Untuk mampu mendapat simpati dari para netizen ini, PLN diharapkan mampu melakukan beberapa hal, diantaranya:
Satu, memberikan informasi secara update dan aktual. Bila terjadi pemadaman akibat gangguan, disegerakan memberi info lewat socmed berupa jenis gangguan, daerah terdampak serta usaha kita dalam menangani gangguan tersebut, wajib disertai foto usaha yang kita lakukan tersebut. Dikarenakan masyarakat sekarang lebih peduli atau respek terhadap kerja langsung, bukan janji atau harapan belaka.
Dua, mengoptimalkan pemakaian social media secara tepat. Kita lihat di timeline twitter @pln_123 masih banyak “sampah” yang bertebaran. Sebaiknya harus dimulai filterisasi info apa saja yang ditampilkan disana, bukan setiap netizen harus kita balas dan tanggapi di timeline tersebut. Perbanyak foto penanganan gangguan yang terjadi, karena sebagaimana kita ketahui setiap ada pemadaman pasti pasukan PLN akan langsung menangani gangguan tersebut, tidak mengenal lagi siang maupun malam. Hal ini merupakan kerja “biasa” bagi insan PLN. Namun masih sedikit masyarakat yang tahu proses tersebut.
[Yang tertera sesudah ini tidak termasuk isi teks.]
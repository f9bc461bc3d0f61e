use std::fs::File;
use std::io::{BufReader, Read};
use std::path::Path;

use csv::{ReaderBuilder, Trim};
use serde::{Deserialize, Serialize};

use crate::error::MinerError;

pub const REQUIRED_COLUMNS: [&str; 3] = ["cell_line", "target", "accession"];

/// One signal track in the epigenome metadata table.
#[derive(Debug, Clone, PartialEq, Eq, Deserialize, Serialize)]
pub struct MetadataRecord {
    pub cell_line: String,
    pub target: String,
    pub accession: String,
    #[serde(default)]
    pub assay_term_name: Option<String>,
    #[serde(default)]
    pub assembly: Option<String>,
}

impl MetadataRecord {
    pub fn new(cell_line: &str, target: &str, accession: &str) -> Self {
        Self {
            cell_line: cell_line.to_string(),
            target: target.to_string(),
            accession: accession.to_string(),
            assay_term_name: None,
            assembly: None,
        }
    }

    pub fn with_assay(mut self, assay_term_name: &str) -> Self {
        self.assay_term_name = Some(assay_term_name.to_string());
        self
    }

    pub fn with_assembly(mut self, assembly: &str) -> Self {
        self.assembly = Some(assembly.to_string());
        self
    }
}

/// Read-only view of the metadata table. Row order is preserved.
#[derive(Debug, Clone, Default, PartialEq, Eq)]
pub struct MetadataTable {
    records: Vec<MetadataRecord>,
}

impl MetadataTable {
    pub fn from_records(records: Vec<MetadataRecord>) -> Self {
        Self { records }
    }

    pub fn from_path(path: &Path) -> Result<Self, MinerError> {
        let file = File::open(path).map_err(|_| MinerError::MetadataRead(path.to_path_buf()))?;
        Self::from_reader(BufReader::new(file))
    }

    /// Reads a comma-separated table with a header row. Columns other than
    /// the known ones are ignored.
    pub fn from_reader<R: Read>(reader: R) -> Result<Self, MinerError> {
        let mut reader = ReaderBuilder::new()
            .has_headers(true)
            .trim(Trim::All)
            .from_reader(reader);

        let headers = reader
            .headers()
            .map_err(|err| MinerError::MetadataParse(err.to_string()))?
            .clone();
        for column in REQUIRED_COLUMNS {
            if !headers.iter().any(|header| header == column) {
                return Err(MinerError::MissingMetadataColumn(column.to_string()));
            }
        }

        let records = reader
            .deserialize::<MetadataRecord>()
            .map(|record| record.map_err(|err| MinerError::MetadataParse(err.to_string())))
            .collect::<Result<Vec<_>, _>>()?;
        Ok(Self { records })
    }

    pub fn records(&self) -> &[MetadataRecord] {
        &self.records
    }

    pub fn len(&self) -> usize {
        self.records.len()
    }

    pub fn is_empty(&self) -> bool {
        self.records.is_empty()
    }

    /// Distinct cell lines, in order of first appearance.
    pub fn cell_lines(&self) -> Vec<&str> {
        let mut seen = Vec::<&str>::new();
        for record in &self.records {
            if !seen.contains(&record.cell_line.as_str()) {
                seen.push(&record.cell_line);
            }
        }
        seen
    }
}
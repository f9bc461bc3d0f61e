use std::fmt;
use std::num::NonZeroUsize;
use std::str::FromStr;
use std::sync::atomic::{AtomicUsize, Ordering};
use std::time::Instant;

use rayon::prelude::*;
use rayon::{ThreadPool, ThreadPoolBuilder};
use serde::Serialize;
use tracing::{info, warn};

use crate::app::{Phase, ProgressEvent, ProgressSink};
use crate::error::MinerError;
use crate::fs_util;
use crate::merge::{self, MergeOptions, MergeOutcome};
use crate::planner::MiningTask;

/// Requested pool size.
#[derive(Debug, Clone, Copy, PartialEq, Eq, Default)]
pub enum Workers {
    /// One thread per available core.
    #[default]
    All,
    Fixed(NonZeroUsize),
}

impl Workers {
    /// `-1` means every available core, like `all`.
    pub fn from_count(count: i64) -> Result<Self, MinerError> {
        if count == -1 {
            return Ok(Workers::All);
        }
        usize::try_from(count)
            .ok()
            .and_then(NonZeroUsize::new)
            .map(Workers::Fixed)
            .ok_or_else(|| MinerError::InvalidWorkerCount(count.to_string()))
    }

    /// Threads to spawn for `tasks` units given `available` cores. Never more
    /// threads than units, never fewer than one.
    pub fn resolve(self, available: usize, tasks: usize) -> usize {
        let requested = match self {
            Workers::All => available,
            Workers::Fixed(count) => count.get(),
        };
        requested.min(tasks).max(1)
    }
}

impl fmt::Display for Workers {
    fn fmt(&self, f: &mut fmt::Formatter<'_>) -> fmt::Result {
        match self {
            Workers::All => write!(f, "all"),
            Workers::Fixed(count) => write!(f, "{count}"),
        }
    }
}

impl FromStr for Workers {
    type Err = MinerError;

    fn from_str(value: &str) -> Result<Self, Self::Err> {
        let trimmed = value.trim();
        if trimmed.eq_ignore_ascii_case("all") {
            return Ok(Workers::All);
        }
        let count = trimmed
            .parse::<i64>()
            .map_err(|_| MinerError::InvalidWorkerCount(value.to_string()))?;
        Self::from_count(count)
    }
}

pub fn available_parallelism() -> usize {
    std::thread::available_parallelism()
        .map(NonZeroUsize::get)
        .unwrap_or(1)
}

#[derive(Debug, Clone, Serialize)]
#[serde(tag = "status", rename_all = "lowercase")]
pub enum TaskStatus {
    Mined { rows: usize },
    Corrupted { sources: Vec<String>, reason: String },
}

#[derive(Debug, Clone, Serialize)]
pub struct TaskReport {
    pub cell_line: String,
    pub name: String,
    pub target: String,
    #[serde(flatten)]
    pub status: TaskStatus,
}

#[derive(Debug, Clone, Default, Serialize)]
pub struct RunReport {
    pub tasks: Vec<TaskReport>,
}

impl RunReport {
    pub fn mined(&self) -> usize {
        self.tasks
            .iter()
            .filter(|task| matches!(task.status, TaskStatus::Mined { .. }))
            .count()
    }

    pub fn corrupted(&self) -> usize {
        self.tasks
            .iter()
            .filter(|task| matches!(task.status, TaskStatus::Corrupted { .. }))
            .count()
    }
}

/// Fixed-size worker pool running mining tasks to completion.
#[derive(Debug, Clone)]
pub struct Executor {
    workers: Workers,
    available: usize,
}

impl Executor {
    pub fn new(workers: Workers) -> Self {
        Self {
            workers,
            available: available_parallelism(),
        }
    }

    /// Overrides the detected core count.
    pub fn with_available_parallelism(mut self, available: usize) -> Self {
        self.available = available.max(1);
        self
    }

    pub fn threads_for(&self, tasks: usize) -> usize {
        self.workers.resolve(self.available, tasks)
    }

    /// Runs `f` inside a pool sized for `tasks` units and waits for it.
    pub fn install<T, F>(&self, tasks: usize, f: F) -> Result<T, MinerError>
    where
        T: Send,
        F: FnOnce() -> T + Send,
    {
        let pool = self.build_pool(tasks)?;
        Ok(pool.install(f))
    }

    fn build_pool(&self, tasks: usize) -> Result<ThreadPool, MinerError> {
        ThreadPoolBuilder::new()
            .num_threads(self.threads_for(tasks))
            .thread_name(|index| format!("epimine-{index}"))
            .build()
            .map_err(|err| MinerError::ThreadPool(err.to_string()))
    }

    /// Runs every task once. A corrupted task has its sources removed and is
    /// reported; it does not stop the others. All tasks have finished when
    /// this returns; the first hard failure, if any, is returned then.
    pub fn run(
        &self,
        tasks: &[MiningTask],
        options: &MergeOptions,
        sink: &dyn ProgressSink,
    ) -> Result<RunReport, MinerError> {
        let total = tasks.len();
        if total == 0 {
            return Ok(RunReport::default());
        }

        let started = Instant::now();
        let threads = self.threads_for(total);
        info!(tasks = total, threads, "mining");
        let completed = AtomicUsize::new(0);

        let outcomes = self.install(total, || {
            tasks
                .par_iter()
                .map(|task| {
                    let outcome = execute(task, options);
                    let done = completed.fetch_add(1, Ordering::SeqCst) + 1;
                    sink.event(ProgressEvent {
                        phase: Phase::Mine,
                        message: format!("{}/{}", task.group.cell_line, task.group.name()),
                        completed: Some((done, total)),
                        elapsed: Some(started.elapsed()),
                    });
                    outcome
                })
                .collect::<Vec<_>>()
        })?;

        let tasks = outcomes.into_iter().collect::<Result<Vec<_>, _>>()?;
        Ok(RunReport { tasks })
    }
}

fn execute(task: &MiningTask, options: &MergeOptions) -> Result<TaskReport, MinerError> {
    let outcome = merge::merge_sources(
        &task.sources,
        task.target.as_std_path(),
        &task.statistics,
        options,
    )?;
    let status = match outcome {
        MergeOutcome::Written { rows } => TaskStatus::Mined { rows },
        MergeOutcome::Corrupted { sources, reason } => {
            let listed = sources
                .iter()
                .map(|path| path.display().to_string())
                .collect::<Vec<_>>();
            warn!(
                group = %task.target,
                sources = %listed.join(", "),
                %reason,
                "corrupted source; removing the group's sources so they are fetched again"
            );
            for (path, err) in fs_util::discard_files(&sources) {
                warn!(path = %path.display(), %err, "failed to remove corrupted source");
            }
            TaskStatus::Corrupted {
                sources: listed,
                reason,
            }
        }
    };
    Ok(TaskReport {
        cell_line: task.group.cell_line.clone(),
        name: task.group.name(),
        target: task.target.to_string(),
        status,
    })
}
Hal inilah yang perlu kita perbaiki bersama. Sebagai contoh beberapa waktu yang lalu social media heboh dengan foto polisi yang membantu mendorong mobil yang macet, padahal itu hanya pekerjaan biasa namun dapat mengundang simpati atau perhatian masyarakat.
Tiga, pelihara rasa peduli dan empati terhadap masyarakat. Adanya pengaturan media facebook dan instagram PLNTV dan PLN kita yang cenderung menjadi “ajang pamer dan narsis” para pegawai PLN, dimana hal tersebut baik bagi komunikasi internal pegawai, namun bisa diatur agar media komunikasi internal kita tidak menjadi santapan umum bagi masyarakat. Karena rasa empati terhadap masyarakat menjadi salah satu kunci penting dalam kesuksesan komikasi publik. Karena publik pasti marah atau geram dimana di suatu daerah sering terjadi pemadaman namun saat melihat media diatas, pegawai PLN lagi senang-senang atau lagi melaksanakan acara diluar pelayanan terhadap masyarakat.
Empat, adanya duta PLN yang “benar-benar bekerja”. Pencitraan dalam sebuah komunikasi publik sah-sah saja, asal tokoh yang dicitrakan tersebut benar-benar melaksanakan pengabdian terhadap perusahaannya. Di PLN sebenarnya sudah ada pemilihan duta PLN namun kriterianya masih masih banyak ke hal fisik, seperti tinggi badan, tampang dan menarik, dsb. Ke depannya diharapkan pemilihan duta PLN tersebut jangan dititik beratkan pada tampilan fisik, namun pengaruh terhadap kinerja nyata dan pengabdian ke masyarakat, apabila tampilan duta tersebut memang menarik, itu merupakan bonus. Seperti dalam film “Enemy at The Gates” (2001) dimana saat prajurit rusia semangatnya mulai melemah dalam menghadapi Nazi, dimunculkanlah tokoh Vassili Zatsev, seorang sniper prajurit rendahan namun memiliki kemampuan menembak yang terbaik, sehingga semangat prajurit Russia bisa meningkat bila merasa berperang dengan ada Vassili Zatsev disisi mereka.
Dari paparan tersebut diatas, masih banyak peluang perbaikan bagi perusahaan sebesar PLN untuk dapat menyempurnakan sistem komunikasi publiknya. Namun dengan dukungan semua pihak termasuk jajaran Manajemen yang peduli, kita optimis dukungan publik yang selama ini masih banyak “memusuhi” PLN lambat laun akan berubah menjadi mendukung bahkan membela PLN. Karena kebutuhan primer bukan lagi sandang, pangan dan papan, melainkan sandang, pangan dan colokan.